Il vaut mieux d’en rire, mais la Belgique fédérale n’est plus qu’un fantôme dont Verhofstadt agite le linceul les jours de grande inquiétude en ajournant toute décision, comme pour BHV et le sort des minorités confrontées aux Droits de l’Homme.
Le fédéralisme est à réinventer, si l’on veut poursuivre. Sinon, il faudra que les grandes communautés s’arrangent pour Bruxelles et tout sera dit.
Mais avant le séparatisme pur et simple, il y a l’étape intermédiaire qui serait le confédéralisme. Soit l’union de deux Etats souverains qui acceptent qu’une Autorité centrale gère leur image au niveau international et qui ont une grande autonomie interne. Tels sont en l’occurrence les Etats-Unis d’Amérique.

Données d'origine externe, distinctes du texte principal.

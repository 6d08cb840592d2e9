//! In-memory host.
//!
//! Implements [`ServiceControl`] and [`TaskScheduler`] over plain vectors, with
//! per-object fault injection. Used by tests and by simulation runs on
//! machines without the real service database.

use crate::scheduled_tasks::TaskScheduler;
use crate::services::ServiceControl;
use crate::types::*;
use async_trait::async_trait;
use dnt_core::{DntError, DntErrorKind, DntResult};
use std::collections::HashMap;
use std::sync::{Arc, Mutex, MutexGuard};

#[derive(Debug, Clone)]
struct Fault {
    kind: DntErrorKind,
    /// `None` fails every call.
    remaining: Option<u32>,
}

#[derive(Debug, Default)]
struct MemoryState {
    services: Vec<WindowsService>,
    tasks: Vec<ScheduledTask>,
    faults: HashMap<String, Fault>,
    calls: Vec<String>,
    registrations: u32,
}

/// Shared, clonable in-memory service and task database.
#[derive(Debug, Clone, Default)]
pub struct MemoryHost {
    state: Arc<Mutex<MemoryState>>,
}

/// Fault key for whole-database enumeration of services.
pub const LIST_SERVICES: &str = "list:services";
/// Fault key for whole-database enumeration of tasks.
pub const LIST_TASKS: &str = "list:tasks";

impl MemoryHost {
    pub fn new() -> Self {
        Self::default()
    }

    fn lock(&self) -> MutexGuard<'_, MemoryState> {
        match self.state.lock() {
            Ok(guard) => guard,
            Err(poisoned) => poisoned.into_inner(),
        }
    }

    // ─── Seeding ─────────────────────────────────────────────────────

    pub fn with_service(self, service: WindowsService) -> Self {
        self.add_service(service);
        self
    }

    pub fn with_task(self, task: ScheduledTask) -> Self {
        self.add_task(task);
        self
    }

    pub fn add_service(&self, service: WindowsService) {
        let mut st = self.lock();
        st.services.retain(|s| !s.name.eq_ignore_ascii_case(&service.name));
        st.services.push(service);
    }

    pub fn add_task(&self, task: ScheduledTask) {
        let mut st = self.lock();
        let path = task.full_path();
        st.tasks.retain(|t| !t.full_path().eq_ignore_ascii_case(&path));
        st.tasks.push(task);
    }

    /// Delete a service behind the caller's back.
    pub fn remove_service(&self, name: &str) -> bool {
        let mut st = self.lock();
        let before = st.services.len();
        st.services.retain(|s| !s.name.eq_ignore_ascii_case(name));
        st.services.len() != before
    }

    /// Delete a task behind the caller's back.
    pub fn remove_task(&self, path: &str) -> bool {
        let mut st = self.lock();
        let before = st.tasks.len();
        st.tasks.retain(|t| !t.full_path().eq_ignore_ascii_case(path));
        st.tasks.len() != before
    }

    // ─── Faults ──────────────────────────────────────────────────────

    /// Fail every call touching `target` (service name, task path, or a `LIST_*` key).
    pub fn fail(&self, target: &str, kind: DntErrorKind) {
        self.lock().faults.insert(
            target.to_ascii_lowercase(),
            Fault {
                kind,
                remaining: None,
            },
        );
    }

    /// Fail only the next `times` calls touching `target`.
    pub fn fail_times(&self, target: &str, kind: DntErrorKind, times: u32) {
        self.lock().faults.insert(
            target.to_ascii_lowercase(),
            Fault {
                kind,
                remaining: Some(times),
            },
        );
    }

    /// Fail every `op` call (e.g. `"stop_service"`) touching `target`, leaving
    /// other operations on it working.
    pub fn fail_call(&self, op: &str, target: &str, kind: DntErrorKind) {
        self.lock().faults.insert(
            format!("{}:{}", op, target.to_ascii_lowercase()),
            Fault {
                kind,
                remaining: None,
            },
        );
    }

    pub fn clear_faults(&self) {
        self.lock().faults.clear();
    }

    // ─── Inspection ──────────────────────────────────────────────────

    pub fn service(&self, name: &str) -> Option<WindowsService> {
        self.lock()
            .services
            .iter()
            .find(|s| s.name.eq_ignore_ascii_case(name))
            .cloned()
    }

    pub fn task(&self, path: &str) -> Option<ScheduledTask> {
        self.lock()
            .tasks
            .iter()
            .find(|t| t.full_path().eq_ignore_ascii_case(path))
            .cloned()
    }

    pub fn task_count(&self) -> usize {
        self.lock().tasks.len()
    }

    /// Number of successful `register_task` calls.
    pub fn registrations(&self) -> u32 {
        self.lock().registrations
    }

    /// Every call made, as `operation target`, in order.
    pub fn calls(&self) -> Vec<String> {
        self.lock().calls.clone()
    }
}

impl MemoryState {
    fn enter(&mut self, op: &str, target: &str) -> DntResult<()> {
        self.calls.push(format!("{} {}", op, target));
        let target_key = target.to_ascii_lowercase();
        let call_key = format!("{}:{}", op, target_key);
        match self.trip(&call_key).or_else(|| self.trip(&target_key)) {
            Some(kind) => Err(DntError::new(
                kind,
                format!("Injected {:?} failure on {} {}", kind, op, target),
            )),
            None => Ok(()),
        }
    }

    /// Consume one shot of the fault registered under `key`, if any.
    fn trip(&mut self, key: &str) -> Option<DntErrorKind> {
        let fault = self.faults.get_mut(key)?;
        let kind = fault.kind;
        match fault.remaining {
            None => Some(kind),
            Some(0) => {
                self.faults.remove(key);
                None
            }
            Some(n) => {
                if n == 1 {
                    self.faults.remove(key);
                } else {
                    fault.remaining = Some(n - 1);
                }
                Some(kind)
            }
        }
    }

    fn service_mut(&mut self, name: &str) -> DntResult<&mut WindowsService> {
        self.services
            .iter_mut()
            .find(|s| s.name.eq_ignore_ascii_case(name))
            .ok_or_else(|| DntError::not_found(format!("service {}", name)))
    }

    fn task_mut(&mut self, path: &str) -> DntResult<&mut ScheduledTask> {
        self.tasks
            .iter_mut()
            .find(|t| t.full_path().eq_ignore_ascii_case(path))
            .ok_or_else(|| DntError::not_found(format!("scheduled task {}", path)))
    }
}

#[async_trait]
impl ServiceControl for MemoryHost {
    async fn list_services(&self) -> DntResult<Vec<WindowsService>> {
        let mut st = self.lock();
        st.enter("list_services", LIST_SERVICES)?;
        Ok(st.services.clone())
    }

    async fn get_service(&self, name: &str) -> DntResult<WindowsService> {
        let mut st = self.lock();
        st.enter("get_service", name)?;
        let service = st.service_mut(name)?.clone();
        Ok(service)
    }

    async fn set_start_mode(&self, name: &str, mode: ServiceStartMode) -> DntResult<()> {
        let mut st = self.lock();
        st.enter("set_start_mode", name)?;
        st.service_mut(name)?.start_mode = mode;
        Ok(())
    }

    async fn stop_service(&self, name: &str) -> DntResult<()> {
        let mut st = self.lock();
        st.enter("stop_service", name)?;
        st.service_mut(name)?.state = ServiceState::Stopped;
        Ok(())
    }

    async fn start_service(&self, name: &str) -> DntResult<()> {
        let mut st = self.lock();
        st.enter("start_service", name)?;
        let svc = st.service_mut(name)?;
        if svc.start_mode == ServiceStartMode::Disabled {
            return Err(DntError::os_failure(format!(
                "Service '{}' cannot be started because it is disabled",
                name
            )));
        }
        svc.state = ServiceState::Running;
        Ok(())
    }
}

#[async_trait]
impl TaskScheduler for MemoryHost {
    async fn list_tasks(&self) -> DntResult<Vec<ScheduledTask>> {
        let mut st = self.lock();
        st.enter("list_tasks", LIST_TASKS)?;
        Ok(st.tasks.clone())
    }

    async fn get_task(&self, path: &str) -> DntResult<ScheduledTask> {
        let mut st = self.lock();
        st.enter("get_task", path)?;
        let task = st.task_mut(path)?.clone();
        Ok(task)
    }

    async fn set_task_enabled(&self, path: &str, enabled: bool) -> DntResult<()> {
        let mut st = self.lock();
        st.enter("set_task_enabled", path)?;
        let task = st.task_mut(path)?;
        task.enabled = enabled;
        task.state = if enabled {
            ScheduledTaskState::Ready
        } else {
            ScheduledTaskState::Disabled
        };
        Ok(())
    }

    async fn register_task(&self, definition: &TaskDefinition) -> DntResult<()> {
        let mut st = self.lock();
        st.enter("register_task", &definition.path)?;
        let mut task = ScheduledTask::new(&definition.path, true);
        task.description = definition.description.clone();
        task.triggers = vec![definition.trigger.cim_class().to_string()];
        // Replace in place: the swap happens under one lock.
        match st
            .tasks
            .iter_mut()
            .find(|t| t.full_path().eq_ignore_ascii_case(&definition.path))
        {
            Some(existing) => *existing = task,
            None => st.tasks.push(task),
        }
        st.registrations += 1;
        Ok(())
    }

    async fn unregister_task(&self, path: &str) -> DntResult<()> {
        let mut st = self.lock();
        st.enter("unregister_task", path)?;
        let before = st.tasks.len();
        st.tasks.retain(|t| !t.full_path().eq_ignore_ascii_case(path));
        if st.tasks.len() == before {
            return Err(DntError::not_found(format!("scheduled task {}", path)));
        }
        Ok(())
    }
}
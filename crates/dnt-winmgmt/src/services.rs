//! Local Windows Service management.
//!
//! [`ServiceControl`] is the OS service interface the telemetry engine talks
//! to. [`ServiceManager`] implements its operations with `Win32_Service`
//! queries and the `*-Service` cmdlets.

use crate::powershell::{PsExecutor, PsScripts};
use crate::types::*;
use async_trait::async_trait;
use dnt_core::{DntError, DntResult};
use log::info;
use serde::Deserialize;

/// Enumerate and control OS services.
///
/// Implementations must report a missing service as `NotFound` and
/// insufficient privileges as `AccessDenied`.
#[async_trait]
pub trait ServiceControl: Send + Sync {
    /// List all services on the host.
    async fn list_services(&self) -> DntResult<Vec<WindowsService>>;

    /// Get a single service by name.
    async fn get_service(&self, name: &str) -> DntResult<WindowsService>;

    /// Change service startup type.
    async fn set_start_mode(&self, name: &str, mode: ServiceStartMode) -> DntResult<()>;

    /// Stop a service.
    async fn stop_service(&self, name: &str) -> DntResult<()>;

    /// Start a service.
    async fn start_service(&self, name: &str) -> DntResult<()>;
}

/// Row shape produced by the `Win32_Service` select below.
#[derive(Debug, Deserialize)]
#[serde(rename_all = "PascalCase")]
struct ServiceRow {
    name: String,
    #[serde(default)]
    display_name: Option<String>,
    #[serde(default)]
    start_mode: Option<String>,
    #[serde(default)]
    state: Option<String>,
}

impl From<ServiceRow> for WindowsService {
    fn from(row: ServiceRow) -> Self {
        WindowsService {
            display_name: row.display_name.unwrap_or_else(|| row.name.clone()),
            name: row.name,
            state: ServiceState::from_wmi(row.state.as_deref().unwrap_or("Unknown")),
            start_mode: ServiceStartMode::from_wmi(row.start_mode.as_deref().unwrap_or("Unknown")),
        }
    }
}

/// Manages Windows services via PowerShell.
pub struct ServiceManager;

impl ServiceManager {
    const PROPS: &'static [&'static str] = &["Name", "DisplayName", "StartMode", "State"];

    // ─── Query ───────────────────────────────────────────────────────

    pub fn list_script() -> String {
        format!(
            "{} {} {}",
            PsScripts::ensure_array("Get-CimInstance -ClassName Win32_Service"),
            PsScripts::select(Self::PROPS),
            PsScripts::to_json(2)
        )
    }

    pub fn get_script(name: &str) -> String {
        format!(
            "{} {} {}",
            PsScripts::ensure_array(&format!(
                "Get-CimInstance -ClassName Win32_Service | Where-Object {{ $_.Name -eq {} }}",
                PsScripts::quote(name)
            )),
            PsScripts::select(Self::PROPS),
            PsScripts::to_json(2)
        )
    }

    /// List all services on the host.
    pub async fn list_services(ps: &PsExecutor) -> DntResult<Vec<WindowsService>> {
        let rows: Vec<ServiceRow> = ps.run_json_array(&Self::list_script()).await?;
        Ok(rows.into_iter().map(WindowsService::from).collect())
    }

    /// Get a single service by name.
    pub async fn get_service(ps: &PsExecutor, name: &str) -> DntResult<WindowsService> {
        let rows: Vec<ServiceRow> = ps.run_json_array(&Self::get_script(name)).await?;
        rows.into_iter()
            .next()
            .map(WindowsService::from)
            .ok_or_else(|| DntError::not_found(format!("service {}", name)))
    }

    // ─── Control ─────────────────────────────────────────────────────

    pub async fn set_start_mode(
        ps: &PsExecutor,
        name: &str,
        mode: ServiceStartMode,
    ) -> DntResult<()> {
        info!("Setting service '{}' start mode to {:?}", name, mode);
        ps.run_void(&format!(
            "Set-Service -Name {} -StartupType {}",
            PsScripts::quote(name),
            mode.to_startup_type()
        ))
        .await
    }

    pub async fn stop_service(ps: &PsExecutor, name: &str) -> DntResult<()> {
        info!("Stopping service '{}'", name);
        ps.run_void(&format!("Stop-Service -Name {} -Force", PsScripts::quote(name)))
            .await
    }

    pub async fn start_service(ps: &PsExecutor, name: &str) -> DntResult<()> {
        info!("Starting service '{}'", name);
        ps.run_void(&format!("Start-Service -Name {}", PsScripts::quote(name)))
            .await
    }
}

Cette déconfiture de l’Etat belge selon la conception de 1830 serait peut-être la solution si nous avions des dirigeants francophones convaincus et qui abandonneraient leur vision monarchiste traditionnelle et surtout qui feraient l’impasse sur leur façon de gérer la vie politique, avec le clientélisme, le diktat des présidents et la pensée unique, sans oublier la chasse aux mandats fructueux.
Ce n’est pas le cas.
Ce ne l’est d’autant moins que le libéralisme se veut social à l’heure qu’il est, autrement dit, il concurrence le PS sur son terrain. Heureusement que l’un et l’autre se bagarrent pour la conquête du centre, ce qui est normal pour le MR et insensé pour le PS. On voit que la discorde flamande n’a pas le même caractère que la discorde francophone et c’est peut-être par là que nous montrons notre faiblesse dont profitent les Flamands.